The demo demonstrates how to: 

* Instantiate pre-trained NeMo models from NVIDIA NGC.
* Transcribe audio with (Mandarin) speech recognition model.
* Translate text with machine translation model.
* Generate audio with text-to-speech models.

## Installation
NeMo can be installed via simple pip command.
This will take about 4 minutes.

(The installation method below should work inside your new Conda environment or in an NVIDIA docker container.)

In [None]:
!git clone https://github.com/tcapelle/nvidia_nemo_wandb/

BRANCH = 'r1.5.0'
!python -m pip install git+https://github.com/NVIDIA/NeMo.git@$BRANCH#egg=nemo_toolkit[all]

## Import all necessary packages

In [None]:
from pathlib import Path

# Import NeMo and it's ASR, NLP and TTS collections
import nemo
# Import Speech Recognition collection
import nemo.collections.asr as nemo_asr
# Import Natural Language Processing colleciton
import nemo.collections.nlp as nemo_nlp
# Import Speech Synthesis collection
import nemo.collections.tts as nemo_tts
# We'll use this to listen to audio
import IPython

## Instantiate pre-trained NeMo models

Every NeMo model has these methods:

* ``list_available_models()`` - it will list all models currently available on NGC and their names.

* ``from_pretrained(...)`` API downloads and initialized model directly from the NGC using model name.


In [None]:
# Here is an example of all CTC-based models:
nemo_asr.models.EncDecCTCModel.list_available_models()
# More ASR Models are available - see: nemo_asr.models.ASRModel.list_available_models()

In [None]:
nemo_nlp.models.MTEncDecModel.list_available_models()

In [None]:
# Speech Recognition model - Citrinet initially trained on Multilingual LibriSpeech English corpus, and fine-tuned on the open source Aishell-2
asr_model = nemo_asr.models.EncDecCTCModel.from_pretrained(model_name="stt_fr_quartznet15x5").cuda()
# Neural Machine Translation model
nmt_model = nemo_nlp.models.MTEncDecModel.from_pretrained(model_name='nmt_fr_en_transformer12x2').cuda()
# Spectrogram generator which takes text as an input and produces spectrogram
spectrogram_generator = nemo_tts.models.FastPitchModel.from_pretrained(model_name="tts_en_fastpitch").cuda()
# Vocoder model which takes spectrogram and produces actual audio
vocoder = nemo_tts.models.HifiGanModel.from_pretrained(model_name="tts_hifigan").cuda()

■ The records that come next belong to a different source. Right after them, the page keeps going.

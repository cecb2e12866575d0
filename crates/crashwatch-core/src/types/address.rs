//! Instruction address type.

use std::fmt;

/// Number of hex digits needed to print a pointer on this target.
pub const POINTER_HEX_WIDTH: usize = (usize::BITS / 4) as usize;

/// Strongly typed in-process instruction address
///
/// This wrapper around `usize` keeps raw return addresses from being mixed up
/// with offsets, frame counts, or other integers flowing through the tracer.
///
/// Addresses always render as `0x` followed by a zero-padded, pointer-width
/// hex number, which is the layout the trace line parser expects back.
///
/// ## Example
///
/// ```rust
/// use crashwatch_core::types::Address;
///
/// let addr = Address::from(0x1000usize);
/// assert_eq!(addr.value(), 0x1000);
/// assert_eq!(Address::parse_hex("0x1000"), Some(addr));
/// ```
#[derive(Debug, Clone, Copy, PartialEq, Eq, PartialOrd, Ord, Hash, Default)]
pub struct Address(usize);

impl Address
{
    /// The null address (0x0)
    ///
    /// Used as the placeholder when a trace line carries no parseable address.
    pub const ZERO: Self = Address(0);

    /// Create a new address from a `usize` value
    pub const fn new(value: usize) -> Self
    {
        Address(value)
    }

    /// Get the raw `usize` value of this address
    pub const fn value(self) -> usize
    {
        self.0
    }

    /// Subtract an offset from this address, checking for underflow
    ///
    /// ## Example
    ///
    /// ```rust
    /// use crashwatch_core::types::Address;
    ///
    /// let addr = Address::from(0x1000usize);
    /// assert_eq!(addr.checked_sub(0x100), Some(Address::from(0xf00usize)));
    /// assert_eq!(addr.checked_sub(usize::MAX), None);
    /// ```
    pub fn checked_sub(self, offset: usize) -> Option<Self>
    {
        self.0.checked_sub(offset).map(Address)
    }

    /// Byte distance from `base` up to this address, if `base` is not above it.
    pub fn offset_from(self, base: Address) -> Option<usize>
    {
        self.0.checked_sub(base.0)
    }

    /// Parse a `0x`-prefixed hexadecimal token.
    ///
    /// Returns `None` for anything else (no prefix, empty digits, overflow).
    pub fn parse_hex(token: &str) -> Option<Self>
    {
        let digits = token.strip_prefix("0x").or_else(|| token.strip_prefix("0X"))?;
        if digits.is_empty() {
            return None;
        }
        usize::from_str_radix(digits, 16).ok().map(Address)
    }
}

impl From<usize> for Address
{
    fn from(value: usize) -> Self
    {
        Address(value)
    }
}

impl From<Address> for usize
{
    fn from(address: Address) -> Self
    {
        address.0
    }
}

impl fmt::Display for Address
{
    fn fmt(&self, f: &mut fmt::Formatter<'_>) -> fmt::Result
    {
        write!(f, "0x{:0width$x}", self.0, width = POINTER_HEX_WIDTH)
    }
}
//! # Crash manager configuration
//!
//! Where reports go and how deep fatal traces are captured.
//!
//! ## Environment Variables
//!
//! - `CRASHWATCH_DATA_DIR`: private writable data directory
//! - `CRASHWATCH_REPORT_PATH`: report file (relative values resolve under
//!   the data directory)
//!
//! ## Example
//!
//! ```rust,no_run
//! use crashwatch_core::CrashConfig;
//!
//! let config = CrashConfig::from_env().with_report_path("last-crash.txt");
//! assert!(config.resolved_report_path().ends_with("last-crash.txt"));
//! ```

use std::path::{Path, PathBuf};

use crate::error::{CrashError, CrashResult};
use crate::tracer::{StackTracer, DEFAULT_MAX_ENTRIES, MAX_CAPTURE_DEPTH};

/// Environment variable overriding the data directory.
pub const DATA_DIR_ENV: &str = "CRASHWATCH_DATA_DIR";

/// Environment variable overriding the report path.
pub const REPORT_PATH_ENV: &str = "CRASHWATCH_REPORT_PATH";

/// File name of the report when no path is configured.
pub const DEFAULT_REPORT_FILE_NAME: &str = "crash-report.txt";

/// Settings a [`CrashManager`](crate::CrashManager) is built from.
#[derive(Debug, Clone, PartialEq, Eq)]
pub struct CrashConfig
{
    /// Private writable directory that relative report paths resolve under
    pub data_dir: PathBuf,
    /// Report file; may be relative to `data_dir`
    pub report_path: PathBuf,
    /// Frames captured on a fatal event (clamped to [`MAX_CAPTURE_DEPTH`])
    pub max_trace_entries: usize,
}

impl CrashConfig
{
    /// Defaults, without consulting the environment.
    ///
    /// The data directory is `<local data dir>/<process name>`, or
    /// `<temp dir>/<process name>` on platforms without one.
    pub fn new() -> Self
    {
        let process_name = StackTracer::shared().process_name();
        let data_dir = dirs::data_local_dir()
            .unwrap_or_else(std::env::temp_dir)
            .join(process_name);

        Self {
            data_dir,
            report_path: PathBuf::from(DEFAULT_REPORT_FILE_NAME),
            max_trace_entries: DEFAULT_MAX_ENTRIES,
        }
    }

    /// Defaults with `CRASHWATCH_DATA_DIR` / `CRASHWATCH_REPORT_PATH` applied.
    pub fn from_env() -> Self
    {
        let mut config = Self::new();
        if let Some(dir) = non_empty_env(DATA_DIR_ENV) {
            config.data_dir = absolutize(PathBuf::from(dir));
        }
        if let Some(path) = non_empty_env(REPORT_PATH_ENV) {
            config.report_path = PathBuf::from(path);
        }
        config
    }

    /// Set the data directory. Relative values are taken from the current
    /// working directory.
    pub fn with_data_dir(mut self, dir: impl Into<PathBuf>) -> Self
    {
        self.data_dir = absolutize(dir.into());
        self
    }

    /// Set the report path. Relative values resolve under the data directory.
    pub fn with_report_path(mut self, path: impl Into<PathBuf>) -> Self
    {
        self.report_path = path.into();
        self
    }

    /// Set how many frames a fatal event captures.
    pub fn with_max_trace_entries(mut self, max_entries: usize) -> Self
    {
        self.max_trace_entries = max_entries;
        self
    }

    /// Frame cap actually used for fatal traces.
    pub fn effective_max_trace_entries(&self) -> usize
    {
        self.max_trace_entries.min(MAX_CAPTURE_DEPTH)
    }

    /// The report path as an absolute path.
    pub fn resolved_report_path(&self) -> PathBuf
    {
        resolve_under(&self.data_dir, &self.report_path)
    }

    /// Check that the data directory is usable as a root for report paths.
    ///
    /// ## Errors
    ///
    /// Returns `CrashError::DataDirUnavailable` if the directory is not
    /// absolute (no working directory could be determined to anchor it).
    pub fn validate(&self) -> CrashResult<()>
    {
        if self.data_dir.as_os_str().is_empty() || !self.data_dir.is_absolute() {
            return Err(CrashError::DataDirUnavailable);
        }
        Ok(())
    }
}

impl Default for CrashConfig
{
    fn default() -> Self
    {
        Self::new()
    }
}

/// Join `path` onto `root` unless it is already absolute.
pub(crate) fn resolve_under(root: &Path, path: &Path) -> PathBuf
{
    if path.is_absolute() {
        path.to_path_buf()
    } else {
        root.join(path)
    }
}

fn absolutize(path: PathBuf) -> PathBuf
{
    if path.is_absolute() {
        return path;
    }
    match std::env::current_dir() {
        Ok(cwd) => cwd.join(path),
        Err(_) => path,
    }
}

fn non_empty_env(name: &str) -> Option<String>
{
    std::env::var(name).ok().filter(|value| !value.trim().is_empty())
}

## Get an audio sample in French


In [None]:
audio_samples = [str(f) for f in Path("nvidia_nemo_wandb/audio_samples").iterdir()]

In [None]:
IPython.display.Audio(audio_samples[0])

## Transcribe audio file
We will use speech recognition model to convert audio into text.


In [None]:
transcribed_text = asr_model.transcribe(audio_samples)
print(transcribed_text)

## Translate French text into English
NeMo's NMT models have a handy ``.translate()`` method.

In [None]:
english_text = nmt_model.translate(transcribed_text)
print(english_text)

## Generate English audio from text
Speech generation from text typically has two steps:
* Generate spectrogram from the text. In this example we will use FastPitch model for this.
* Generate actual audio from the spectrogram. In this example we will use HifiGan model for this.


In [None]:
# A helper function which combines FastPitch and HifiGan to go directly from 
# text to audio
def text_to_audio(text):
  parsed = spectrogram_generator.parse(text)
  spectrogram = spectrogram_generator.generate_spectrogram(tokens=parsed)
  audio = vocoder.convert_spectrogram_to_audio(spec=spectrogram)
  return audio.squeeze().to('cpu').detach().numpy()

In [None]:
# Listen to generated audio in English
IPython.display.Audio(text_to_audio(english_text[-1]), rate=22050)

In [None]:
from scipy.io import wavfile
import numpy as np

def save_audio_en(audio, fname='out.mp3', sample_rate=22050):
  out_audio = (audio*np.iinfo(np.int16).max).astype(np.int16)
  wavfile.write(fname, sample_rate, audio)


english_audios = [text_to_audio(eng_text) for eng_text in english_text]

## Wandb 🏋️‍♀️

Logging rich media types to wandb.
- We can log audio files and play them back on the dashboard!

In [None]:
!pip install -Uqqq wandb

In [None]:
import wandb
wandb.login()

In [None]:
wandb.init(project="NeMo")

we will create a `wandb.Table` to put our different data processing stages:

In [None]:
table = wandb.Table(columns=['audio_input', 'transcribed_text', 'translated_text', 'audio_output'])

In [None]:
def _build_row(audio_fr_fname, fr_txt, eng_txt, audio_en_np):
  "Save output of the model to files"
  fname_en = audio_fr_fname.split('.')[0] + '_en.wav'
  save_audio_en(audio_en, fname=fname_en, sample_rate=22050)
  return [wandb.Audio(audio_fr_fname, sample_rate=16000), fr_txt, eng_txt, wandb.Audio(fname_en, sample_rate=22050)]

In [None]:
for audio_fr_fname, fr_txt, eng_txt, audio_en in zip(audio_samples, transcribed_text, english_text, english_audios):
  table.add_data(*_build_row(audio_fr_fname, fr_txt, eng_txt, audio_en))

In [None]:
wandb.log({"table": table})

In [None]:
wandb.finish()